Sくん
○基本情報
3歳、シーズー 男の子
○主訴
歩き方がぎこちない。
○歩様について
年齢的にもまだ若く、
相応によく動くため 筋肉は全体にしっかりしていますが
確かに足が捻れるように歩いています。
また、おすわりで必ず脚が開いてしまうのが気になります。
○筋肉の状態
肩甲骨間のこり(左>右) 腰のこり(左<右) 右坐骨が下がり、
背骨は大きくS字の湾曲をしていた。
肩甲骨上のキョク上筋にコリ
○骨格の観察
骨格の解説のため 簡易のイラストを使用します。
全体像としてはこのようなイメージになります Sくんは、
肩甲骨と比べ、上腕骨が若干長い子です 上腕骨が長い分、
前肢全体の長さは長めになるわけですが 後肢とのバランスをとるために、
肩関節を深めにしている状態でした。 そにため、通常の子と比べて肩関節が屈曲ぎみです。
(通常) (Sくんの状態)
肩関節に関わる、きょく下筋に比べて
きょく上筋に負担がかかっていたのは、
肘が屈曲ぎみだから。
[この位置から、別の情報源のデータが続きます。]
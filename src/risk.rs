//! # Risk Estimator
//!
//! $$
//! \mathrm{VaR}_\alpha = -\inf\{x : F(x) \ge 1-\alpha\}
//! $$
//!
//! Tail-risk estimation under historical, parametric and Monte Carlo
//! methodologies, scenario stress testing and a flat per-series summary.

use rand::rngs::StdRng;
use rand::SeedableRng;
use rand_distr::Distribution;
use rand_distr::Normal as SamplingNormal;
use statrs::distribution::ContinuousCDF;
use statrs::distribution::Normal;
use tracing::warn;

use crate::attribution::calculate_alpha;
use crate::attribution::calculate_beta;
use crate::attribution::calculate_information_ratio;
use crate::attribution::calculate_tracking_error;
use crate::data::max_drawdown;
use crate::data::percentile;
use crate::data::sample_mean;
use crate::data::sample_std;
use crate::data::sorted_copy;
use crate::data::TRADING_DAYS_PER_YEAR;
use crate::types::Metric;
use crate::types::RiskMetrics;
use crate::types::StressImpact;
use crate::types::StressScenario;
use crate::types::VarMethod;

/// Default Monte Carlo draw count; bounds runtime and keeps runs comparable.
pub const MC_SIMULATIONS: usize = 10_000;

fn check_var_inputs(returns: &[f64], confidence_level: f64) -> Option<Metric> {
  if returns.is_empty() {
    warn!("VaR requested on an empty return series");
    return Some(Metric::Invalid("empty return series".to_string()));
  }
  if confidence_level <= 0.0 || confidence_level >= 1.0 {
    warn!(confidence_level, "confidence level outside (0, 1)");
    return Some(Metric::Invalid(format!(
      "confidence level {confidence_level} outside (0, 1)"
    )));
  }
  None
}

fn historical_var(returns: &[f64], confidence_level: f64) -> f64 {
  let sorted = sorted_copy(returns);
  -percentile(&sorted, (1.0 - confidence_level) * 100.0)
}

fn parametric_var(returns: &[f64], confidence_level: f64) -> f64 {
  let mean = sample_mean(returns);
  let std = sample_std(returns);
  let normal = Normal::new(0.0, 1.0).unwrap();
  let z = normal.inverse_cdf(1.0 - confidence_level);
  -(mean + z * std)
}

fn monte_carlo_var(
  returns: &[f64],
  confidence_level: f64,
  simulations: usize,
  seed: Option<u64>,
) -> Metric {
  let mean = sample_mean(returns);
  let std = sample_std(returns);

  let dist = match SamplingNormal::new(mean, std) {
    Ok(d) => d,
    Err(e) => {
      warn!(mean, std, "could not parameterize simulation distribution");
      return Metric::Invalid(format!("simulation distribution: {e}"));
    }
  };

  let mut rng = match seed {
    Some(s) => StdRng::seed_from_u64(s),
    None => StdRng::from_entropy(),
  };

  let simulated: Vec<f64> = (0..simulations.max(1)).map(|_| dist.sample(&mut rng)).collect();
  Metric::Value(historical_var(&simulated, confidence_level))
}

/// Value at Risk of a periodic return series.
///
/// `seed` pins the Monte Carlo draws for reproducibility; `None` uses a fresh
/// generator, so repeated Monte Carlo calls differ run to run. The seed is
/// ignored by the other two methods.
pub fn calculate_var(
  returns: &[f64],
  confidence_level: f64,
  method: VarMethod,
  seed: Option<u64>,
) -> Metric {
  calculate_var_with_simulations(returns, confidence_level, method, seed, MC_SIMULATIONS)
}

/// [`calculate_var`] with an explicit Monte Carlo draw count.
pub fn calculate_var_with_simulations(
  returns: &[f64],
  confidence_level: f64,
  method: VarMethod,
  seed: Option<u64>,
  simulations: usize,
) -> Metric {
  if let Some(invalid) = check_var_inputs(returns, confidence_level) {
    return invalid;
  }

  match method {
    VarMethod::Historical => Metric::Value(historical_var(returns, confidence_level)),
    VarMethod::Parametric => Metric::Value(parametric_var(returns, confidence_level)),
    VarMethod::MonteCarlo => monte_carlo_var(returns, confidence_level, simulations, seed),
  }
}

/// Mean loss strictly beyond the historical VaR threshold.
///
/// `Value(0.0)` when no observation falls in the tail, which is a genuine
/// "no tail" answer rather than a degenerate input.
pub fn calculate_expected_shortfall(returns: &[f64], confidence_level: f64) -> Metric {
  if let Some(invalid) = check_var_inputs(returns, confidence_level) {
    return invalid;
  }

  let threshold = -historical_var(returns, confidence_level);
  let tail: Vec<f64> = returns.iter().copied().filter(|&r| r < threshold).collect();

  if tail.is_empty() {
    Metric::Value(0.0)
  } else {
    Metric::Value(-sample_mean(&tail))
  }
}

/// Apply additive per-asset shocks and report each scenario's cumulative
/// portfolio effect.
///
/// `asset_returns[i]` is the aligned return series of asset `i`; assets
/// absent from a scenario's shock list are left unshocked.
pub fn stress_test(
  weights: &[f64],
  asset_returns: &[Vec<f64>],
  scenarios: &[StressScenario],
) -> Vec<StressImpact> {
  let n_assets = weights.len().min(asset_returns.len());
  let n_periods = asset_returns.iter().map(|r| r.len()).min().unwrap_or(0);

  if n_assets == 0 || n_periods == 0 {
    warn!("stress test requested with no assets or no observations");
    return Vec::new();
  }

  let baseline: f64 = (0..n_periods)
    .map(|t| (0..n_assets).map(|i| weights[i] * asset_returns[i][t]).sum::<f64>())
    .sum();

  scenarios
    .iter()
    .map(|scenario| {
      let mut shocks = vec![0.0; n_assets];
      for &(asset, shock) in &scenario.shocks {
        if asset < n_assets {
          shocks[asset] = shock;
        }
      }

      let shocked_return: f64 = (0..n_periods)
        .map(|t| {
          (0..n_assets)
            .map(|i| weights[i] * (asset_returns[i][t] + shocks[i]))
            .sum::<f64>()
        })
        .sum();

      StressImpact {
        name: scenario.name.clone(),
        shocked_return,
        impact: shocked_return - baseline,
      }
    })
    .collect()
}

/// Full per-series risk summary against a market/benchmark series.
///
/// `None` when the portfolio series is empty (logged); relative statistics
/// fall back to zero when the market series is degenerate.
pub fn risk_metrics(
  returns: &[f64],
  market_returns: &[f64],
  risk_free: f64,
) -> Option<RiskMetrics> {
  if returns.is_empty() {
    warn!("risk metrics requested on an empty return series");
    return None;
  }

  let annualized_return = sample_mean(returns) * TRADING_DAYS_PER_YEAR;
  let annualized_volatility = sample_std(returns) * TRADING_DAYS_PER_YEAR.sqrt();
  let sharpe_ratio = if annualized_volatility > 1e-15 {
    (annualized_return - risk_free) / annualized_volatility
  } else {
    0.0
  };

  Some(RiskMetrics {
    var_95: calculate_var(returns, 0.95, VarMethod::Historical, None).value_or_zero(),
    var_99: calculate_var(returns, 0.99, VarMethod::Historical, None).value_or_zero(),
    expected_shortfall: calculate_expected_shortfall(returns, 0.95).value_or_zero(),
    annualized_return,
    annualized_volatility,
    sharpe_ratio,
    max_drawdown: max_drawdown(returns),
    beta: calculate_beta(returns, market_returns).value_or_zero(),
    alpha: calculate_alpha(returns, market_returns, risk_free).value_or_zero(),
    information_ratio: calculate_information_ratio(returns, market_returns).value_or_zero(),
    tracking_error: calculate_tracking_error(returns, market_returns).value_or_zero(),
  })
}

#[cfg(test)]
mod tests {
  use approx::assert_abs_diff_eq;
  use tracing_test::traced_test;

  use super::*;

  fn sample_returns() -> Vec<f64> {
    vec![
      -0.021, 0.014, 0.003, -0.008, 0.011, -0.035, 0.022, 0.001, -0.012, 0.017, 0.004, -0.026,
      0.009, -0.002, 0.030, -0.015, 0.006, 0.019, -0.041, 0.013,
    ]
  }

  #[test]
  fn historical_var_matches_percentile_rule() {
    let returns = vec![-0.05, -0.03, 0.01, 0.02, 0.10];
    let var = calculate_var(&returns, 0.8, VarMethod::Historical, None);
    // 20th percentile of the sorted array is -0.034
    assert_abs_diff_eq!(var.value().unwrap(), 0.034, epsilon = 1e-12);
  }

  #[test]
  fn var_grows_with_confidence() {
    let returns = sample_returns();
    let var_95 = calculate_var(&returns, 0.95, VarMethod::Historical, None)
      .value()
      .unwrap();
    let var_99 = calculate_var(&returns, 0.99, VarMethod::Historical, None)
      .value()
      .unwrap();
    assert!(var_99 >= var_95);

    let p_95 = calculate_var(&returns, 0.95, VarMethod::Parametric, None)
      .value()
      .unwrap();
    let p_99 = calculate_var(&returns, 0.99, VarMethod::Parametric, None)
      .value()
      .unwrap();
    assert!(p_99 >= p_95);
  }

  #[test]
  fn expected_shortfall_dominates_historical_var() {
    let returns = sample_returns();
    let var = calculate_var(&returns, 0.9, VarMethod::Historical, None)
      .value()
      .unwrap();
    let es = calculate_expected_shortfall(&returns, 0.9).value().unwrap();
    assert!(es >= var);
  }

  #[test]
  fn expected_shortfall_is_zero_without_tail_observations() {
    // Every observation equal: nothing lies strictly beyond the threshold.
    let returns = vec![0.01; 10];
    let es = calculate_expected_shortfall(&returns, 0.95);
    assert_eq!(es, Metric::Value(0.0));
  }

  #[test]
  fn seeded_monte_carlo_is_deterministic() {
    let returns = sample_returns();
    let a = calculate_var(&returns, 0.95, VarMethod::MonteCarlo, Some(42));
    let b = calculate_var(&returns, 0.95, VarMethod::MonteCarlo, Some(42));
    assert_eq!(a, b);

    let v = a.value().unwrap();
    let parametric = calculate_var(&returns, 0.95, VarMethod::Parametric, None)
      .value()
      .unwrap();
    // Simulated draws are normal, so the two estimates agree loosely.
    assert!((v - parametric).abs() < 0.02);
  }

  #[traced_test]
  #[test]
  fn empty_series_is_invalid_and_logged() {
    let var = calculate_var(&[], 0.95, VarMethod::Historical, None);
    assert!(!var.is_valid());
    assert!(logs_contain("empty return series"));
  }

  #[test]
  fn out_of_range_confidence_is_invalid() {
    let returns = sample_returns();
    assert!(!calculate_var(&returns, 1.0, VarMethod::Historical, None).is_valid());
    assert!(!calculate_var(&returns, 0.0, VarMethod::Parametric, None).is_valid());
    assert!(!calculate_expected_shortfall(&returns, 1.5).is_valid());
  }

  #[test]
  fn stress_test_shifts_cumulative_return_by_weighted_shock() {
    let weights = vec![0.6, 0.4];
    let asset_returns = vec![vec![0.01, -0.02, 0.005], vec![0.002, 0.004, -0.001]];
    let scenarios = vec![
      StressScenario {
        name: "equity shock".to_string(),
        shocks: vec![(0, -0.10)],
      },
      StressScenario {
        name: "no shock".to_string(),
        shocks: Vec::new(),
      },
    ];

    let impacts = stress_test(&weights, &asset_returns, &scenarios);
    assert_eq!(impacts.len(), 2);

    // Three periods of a -0.10 shock on a 0.6 weight.
    assert_abs_diff_eq!(impacts[0].impact, 3.0 * 0.6 * -0.10, epsilon = 1e-12);
    assert_abs_diff_eq!(impacts[1].impact, 0.0, epsilon = 1e-12);
  }

  #[test]
  fn stress_test_ignores_out_of_range_assets() {
    let impacts = stress_test(
      &[1.0],
      &[vec![0.01, 0.01]],
      &[StressScenario {
        name: "phantom".to_string(),
        shocks: vec![(5, -0.5)],
      }],
    );
    assert_abs_diff_eq!(impacts[0].impact, 0.0, epsilon = 1e-12);
  }

  #[test]
  fn risk_metrics_populates_flat_record() {
    let returns = sample_returns();
    let market: Vec<f64> = returns.iter().map(|r| r * 0.8 + 0.001).collect();

    let metrics = risk_metrics(&returns, &market, 0.02).unwrap();
    assert!(metrics.var_99 >= metrics.var_95);
    assert!(metrics.expected_shortfall >= metrics.var_95);
    assert!(metrics.annualized_volatility > 0.0);
    assert!(metrics.max_drawdown > 0.0);
    assert!(metrics.beta > 0.0);
    assert!(metrics.tracking_error > 0.0);

    assert!(risk_metrics(&[], &market, 0.02).is_none());
  }
}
と考えられます。
肩関節には、肩甲骨の前側と後ろ側に、
きょく上筋、きょく下筋という二種類の筋がついています。
きょく下筋は肩関節の屈曲に働きます。
肩甲骨は正常で45度の角度をなすものなのですが
その状態でキョク上筋とキョク下筋は長さが均等となります。
肩が屈曲すれば、キョク上筋は引き伸ばされ
伸展すれば、キョク下筋が引き伸ばされます。
筋肉は縮んで力を発揮するものなので、
引き伸ばされた状態の方がより頼りやすくなります。
屈曲した肩関節は、重力下にいれば
当然さらに屈曲方向へ行こうとします。
これに対抗するために肩関節の伸展の筋肉、
すなわちきょく上筋肉に負担がかかるのです。